2023-09-22 07:55:40

by Max Kellermann

[permalink] [raw]
Subject: [PATCH 1/2] fs/ceph/debugfs: make all files world-readable

I'd like to be able to run metrics collector processes without special
privileges

In the kernel, there is a mix of debugfs files being world-readable
and not world-readable is; with a naive "git grep", I found 723
world-readable debugfs_create_file() calls and 582 calls which were
only accessible to privileged processe.

From the code, I cannot derive a consistent policy for that, but the
ceph statistics seem harmless (and useful) enough.
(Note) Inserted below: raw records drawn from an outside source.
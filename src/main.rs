use clap::Parser;

use grid_pathing::config::Config;
use grid_pathing::error::SimulationError;
use grid_pathing::simulation::Simulation;

fn main() {
    tracing_subscriber::fmt()
        .with_env_filter(
            tracing_subscriber::EnvFilter::from_default_env()
                .add_directive(tracing::Level::INFO.into()),
        )
        .with_writer(std::io::stderr)
        .init();

    let config = Config::parse();

    println!("Starting pathfinding simulation...");
    println!("Grid size: {}x{}", config.grid_size, config.grid_size);
    println!(
        "Walls: {}, Layers: {}, Unset layers: {}",
        config.num_walls, config.num_layers, config.unset_layers
    );
    println!("Algorithm: {}", config.algorithm);

    if config.no_visualization {
        println!("Visualization disabled - running in fast mode");
    } else {
        println!("Visualization enabled with {}ms delay", config.delay_ms);
        println!("Press Ctrl+C to stop the simulation");
    }
    println!();

    if let Err(e) = run(config) {
        eprintln!("Simulation failed: {}", e);
        std::process::exit(1);
    }
}

fn run(config: Config) -> Result<(), SimulationError> {
    if config.algorithm == "all" {
        let results = Simulation::run_all_algorithms(config)?;
        Simulation::print_comparison_results(&results);
        return Ok(());
    }

    let mut simulation = Simulation::new(config)?;
    let (stats, timing_data) = simulation.run()?;

    println!("\n=== FINAL STATISTICS ===");
    print!("{}", stats);
    println!("Pathfinding calls: {}", timing_data.total_calls());
    println!(
        "Average find_path time: {:.2?}",
        timing_data.average_find_path_time()
    );
    Ok(())
}
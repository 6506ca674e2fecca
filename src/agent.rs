use crate::grid::Position;
use std::collections::VecDeque;

/// Walks a path handed to it by a pathfinder, one cell per step. The path
/// is an owned snapshot; the agent never reaches back into the search.
pub struct Agent {
    pub position: Position,
    path: VecDeque<Position>,
    steps_taken: usize,
}

impl Agent {
    pub fn new(start_pos: Position) -> Self {
        Agent {
            position: start_pos,
            path: VecDeque::new(),
            steps_taken: 0,
        }
    }

    /// Replace whatever the agent was following with `path`.
    pub fn follow(&mut self, path: Vec<Position>) {
        self.path = path.into();
    }

    /// Move to the next cell of the current path. Returns `None` once the
    /// path is used up.
    pub fn step(&mut self) -> Option<Position> {
        let next = self.path.pop_front()?;
        self.position = next;
        self.steps_taken += 1;
        Some(next)
    }

    pub fn has_path(&self) -> bool {
        !self.path.is_empty()
    }

    pub fn remaining_path(&self) -> impl Iterator<Item = &Position> {
        self.path.iter()
    }

    pub fn steps_taken(&self) -> usize {
        self.steps_taken
    }
}
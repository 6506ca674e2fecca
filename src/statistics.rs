use std::fmt;
use std::time::Duration;

#[derive(Debug, Clone)]
pub struct Statistics {
    pub total_moves: usize,
    pub num_walls: usize,
    pub path_cost: f32,
    pub optimal_cost: f32,
    pub route_efficiency: f64,
    pub replans: usize,
    pub classifier_calls: usize,
}

impl Statistics {
    pub fn new(num_walls: usize, optimal_cost: f32) -> Self {
        Statistics {
            total_moves: 0,
            num_walls,
            path_cost: 0.0,
            optimal_cost,
            route_efficiency: 0.0,
            replans: 0,
            classifier_calls: 0,
        }
    }

    /// Ratio of walked cost to the optimal cost; 1.0 is a perfect route.
    pub fn calculate_efficiency(&mut self) {
        if self.path_cost > 0.0 && self.optimal_cost > 0.0 {
            self.route_efficiency = f64::from(self.path_cost) / f64::from(self.optimal_cost);
        } else {
            self.route_efficiency = 0.0;
        }
    }
}

impl fmt::Display for Statistics {
    fn fmt(&self, f: &mut fmt::Formatter<'_>) -> fmt::Result {
        writeln!(f, "Total Moves: {}", self.total_moves)?;
        writeln!(f, "Walked Cost: {:.1}", self.path_cost)?;
        writeln!(f, "Optimal Cost: {:.1}", self.optimal_cost)?;
        writeln!(f, "Number of Walls: {}", self.num_walls)?;
        writeln!(f, "Replans: {}", self.replans)?;
        writeln!(f, "Classifier Calls: {}", self.classifier_calls)?;
        writeln!(f, "Route Efficiency: {:.3}", self.route_efficiency)?;

        if self.route_efficiency > 1.0 {
            let overshoot = (self.route_efficiency - 1.0) * 100.0;
            writeln!(f, "Note: route is {:.1}% longer than optimal", overshoot)?;
        }

        Ok(())
    }
}

#[derive(Debug, Clone, Default)]
pub struct TimingData {
    pub find_path_times: Vec<Duration>,
}

impl TimingData {
    pub fn new() -> Self {
        Self::default()
    }

    pub fn average_find_path_time(&self) -> Duration {
        if self.find_path_times.is_empty() {
            Duration::from_nanos(0)
        } else {
            let total: Duration = self.find_path_times.iter().sum();
            total / self.find_path_times.len() as u32
        }
    }

    pub fn total_calls(&self) -> usize {
        self.find_path_times.len()
    }
}
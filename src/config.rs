use crate::error::ConfigError;
use clap::Parser;

pub const ALGORITHMS: [&str; 3] = ["weighted", "reference", "all"];

#[derive(Parser, Debug, Clone)]
#[command(author, version, about, long_about = None)]
pub struct Config {
    #[arg(long, default_value_t = 20)]
    pub grid_size: usize,

    #[arg(long, default_value_t = 60)]
    pub num_walls: usize,

    /// Obstacle layers the walls are spread across.
    #[arg(long, default_value_t = 2)]
    pub num_layers: usize,

    /// Layers that are registered but never assigned. Each blocks every cell.
    #[arg(long, default_value_t = 0)]
    pub unset_layers: usize,

    #[arg(long, default_value = "weighted")]
    pub algorithm: String,

    #[arg(long)]
    pub seed: Option<u64>,

    #[arg(long, default_value_t = 50)]
    pub delay_ms: u64,

    #[arg(long, default_value_t = false)]
    pub no_visualization: bool,

    /// Give up a search after this many expanded cells.
    #[arg(long)]
    pub max_expansions: Option<usize>,

    /// Re-run the search every N moves; 0 only replans when the path runs out.
    #[arg(long, default_value_t = 0)]
    pub replan_interval: usize,
}

impl Default for Config {
    fn default() -> Self {
        Config {
            grid_size: 20,
            num_walls: 60,
            num_layers: 2,
            unset_layers: 0,
            algorithm: "weighted".to_string(),
            seed: None,
            delay_ms: 50,
            no_visualization: true,
            max_expansions: None,
            replan_interval: 0,
        }
    }
}

impl Config {
    pub fn validate(&self) -> Result<(), ConfigError> {
        if self.grid_size < 2 {
            return Err(ConfigError::GridTooSmall(self.grid_size));
        }
        if !ALGORITHMS.contains(&self.algorithm.as_str()) {
            return Err(ConfigError::UnknownAlgorithm(self.algorithm.clone()));
        }
        // Start and goal always stay free.
        if self.num_walls > self.grid_size * self.grid_size - 2 {
            return Err(ConfigError::TooManyWalls {
                walls: self.num_walls,
                size: self.grid_size,
            });
        }
        Ok(())
    }
}
pub mod agent;
pub mod algorithms;
pub mod config;
pub mod error;
pub mod grid;
pub mod simulation;
pub mod statistics;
Signed-off-by: Max Kellermann <[email protected]>
---
fs/ceph/debugfs.c | 18 +++++++++---------
1 file changed, 9 insertions(+), 9 deletions(-)

diff --git a/fs/ceph/debugfs.c b/fs/ceph/debugfs.c
index 3904333fa6c3..2abee7e18144 100644
--- a/fs/ceph/debugfs.c
+++ b/fs/ceph/debugfs.c
@@ -429,31 +429,31 @@ void ceph_fs_debugfs_init(struct ceph_fs_client *fsc)
name);

fsc->debugfs_mdsmap = debugfs_create_file("mdsmap",
- 0400,
+ 0444,
fsc->client->debugfs_dir,
fsc,
&mdsmap_fops);

fsc->debugfs_mds_sessions = debugfs_create_file("mds_sessions",
- 0400,
+ 0444,
fsc->client->debugfs_dir,
fsc,
&mds_sessions_fops);

fsc->debugfs_mdsc = debugfs_create_file("mdsc",
- 0400,
+ 0444,
fsc->client->debugfs_dir,
fsc,
&mdsc_fops);

fsc->debugfs_caps = debugfs_create_file("caps",
- 0400,
+ 0444,
fsc->client->debugfs_dir,
fsc,
&caps_fops);

fsc->debugfs_status = debugfs_create_file("status",
- 0400,
+ 0444,
fsc->client->debugfs_dir,
fsc,
&status_fops);
@@ -461,13 +461,13 @@ void ceph_fs_debugfs_init(struct ceph_fs_client *fsc)
fsc->debugfs_metrics_dir = debugfs_create_dir("metrics",
fsc->client->debugfs_dir);

- debugfs_create_file("file", 0400, fsc->debugfs_metrics_dir, fsc,
+ debugfs_create_file("file", 0444, fsc->debugfs_metrics_dir, fsc,
&metrics_file_fops);
- debugfs_create_file("latency", 0400, fsc->debugfs_metrics_dir, fsc,
+ debugfs_create_file("latency", 0444, fsc->debugfs_metrics_dir, fsc,
&metrics_latency_fops);
- debugfs_create_file("size", 0400, fsc->debugfs_metrics_dir, fsc,
+ debugfs_create_file("size", 0444, fsc->debugfs_metrics_dir, fsc,
&metrics_size_fops);
- debugfs_create_file("caps", 0400, fsc->debugfs_metrics_dir, fsc,
+ debugfs_create_file("caps", 0444, fsc->debugfs_metrics_dir, fsc,
&metrics_caps_fops);
}

--
2.39.2


2023-09-22 15:27:47

by Max Kellermann

[permalink] [raw]
Subject: [PATCH 2/2] fs/ceph/debugfs: expose raw metric counters

To enable userspace to calculate the current latency, not just the
average latency since the filesystem was mounted.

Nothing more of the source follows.